通用生物免费提供含Amp(氨苄青霉素)的pUC57载体,组装好的全基因将被克隆至pUC57 载体,通过酶切进行QC鉴定,DNA测序验证确保每一条序列的正确性。
 
十一、合成的基因将被克隆至pUC57的哪个位点?
 
pUC57 包含多个位点,通常我们会将全基因序列克隆至EcoRV位点。但是我们也会依据客户的序列和后续实验需求选择合适的克隆位点。
 
十二、贵公司如何确认最终合成基因序列的正确性?
 
在基因合成的整个过程中,我们都会采取严格、有效的质量控制来确保合成基因的准确性。首先,在项目启动前,通用生物的技术人员会分析您的序列并向您核实订单的序列信息和需求是否正确。当订单确认后,我们的实验人员将完成序列拼接,全基因克隆至目标载体,并通过酶切进行QC鉴定,DNA测序验证保证序列的正确性。

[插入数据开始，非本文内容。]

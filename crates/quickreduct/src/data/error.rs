//! Dataset construction and ingestion errors.

/// Errors raised while building metadata or ingesting records.
#[derive(Debug, Clone, PartialEq, thiserror::Error)]
pub enum DatasetError {
    /// Two attributes share a name.
    #[error("duplicate attribute name '{0}'")]
    DuplicateAttributeName(String),

    /// Two class labels are identical.
    #[error("duplicate class label '{0}'")]
    DuplicateClassLabel(String),

    /// The class attribute has no labels.
    #[error("class attribute must have at least one label")]
    EmptyClassDomain,

    /// A record does not have one value per attribute.
    #[error("record has {got} attribute values, expected {expected}")]
    AttributeCountMismatch { expected: usize, got: usize },

    /// A feature matrix and its class column have different lengths.
    #[error("{rows} feature rows but {classes} class codes")]
    ClassCountMismatch { rows: usize, classes: usize },

    /// A class code does not name a known class.
    #[error("class code {code} out of range for {n_classes} classes")]
    ClassOutOfRange { code: f64, n_classes: usize },

    /// A nominal code does not name a value in the attribute's domain.
    #[error("code {code} out of range for nominal attribute '{attribute}' with {domain_size} values")]
    NominalCodeOutOfRange {
        attribute: String,
        code: f64,
        domain_size: usize,
    },
}
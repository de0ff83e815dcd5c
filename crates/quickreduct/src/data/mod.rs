//! Stream data model.
//!
//! - [`AttributeValue`]: a tagged numeric/nominal value
//! - [`InstanceSnapshot`]: one record with its stream index and class
//! - [`DatasetMetadata`]: attribute and class name↔index maps

mod error;
mod instance;
mod schema;
mod value;

pub use error::DatasetError;
pub use instance::InstanceSnapshot;
pub use schema::{AttributeMeta, DatasetMetadata};
pub use value::{AttributeKind, AttributeValue};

最后,我们还会通过邮件形式将订单的发货文件和通用生物的发货单发送至您的邮箱。
 
十三、贵公司最终交付的产品和发货文件包括什么?
 
通用生物的标准发货如下:
 
1、2-5 µg含有目的片段的高纯度冻干质粒DNA和含有重组质粒的甘油菌;
 
2、发货文件主要包括如下内容:
 
• 标准序列
 
• 测序结果
 
• 序列比对文件
 
• 质粒图谱
 
• 发货样品报告(COA)
 
十四、贵公司建议采取什么方法进行DNA重悬?
 
通用生物最终交付给客户的样品为2-5 µg含有目的片段的高纯度冻干质粒DNA,我们的建议采取如下步骤进行DNA的重悬:
 
1、收到样品后,在开启样品瓶盖前将样品管于12000转/分钟的转速下离心1分钟,以防开盖时冻干质粒的散失,确保冻干质粒DNA位于收集管的底部;
 
2、离心后,在样品中加入您所需要的一定体积的灭菌双蒸水或者TE缓冲液。
 
十五、通用生物是如何保证客户的知识产权安全性?
 
通用生物始终寻求与客户的长期合作,我们拥有完善的知识产权保护体系确保客户的知识产权安全性,我们严格的保密措施赢得了客户和广大合作者的充分信任和良好反馈。通用生物承诺对客户提供的任何序列信息和材料严格保密,绝不透露给第三方。
 
十六、碱基序列对全基因合成的影响
 
1、长片段重复。大量的长片段重复很可能会延长基因合成的时间,甚至导致基因完全无法合成。
 
2、高GC%。基因内部的局部高GC%会严重影响PCR扩增和测序。
 
3、二级结构。碱基序列的反转、重叠等会严重影响PCR扩增,在测序时也可能会因此而测不通或信号突然中断等。
 
4、测序引物与基因内部的特殊序列结合导致无法正常测序,必须重新设计测序引物。
 
对策:对密码子进行优化,尽量减少基因序列中的重复序列,高GC%区和二级结构区。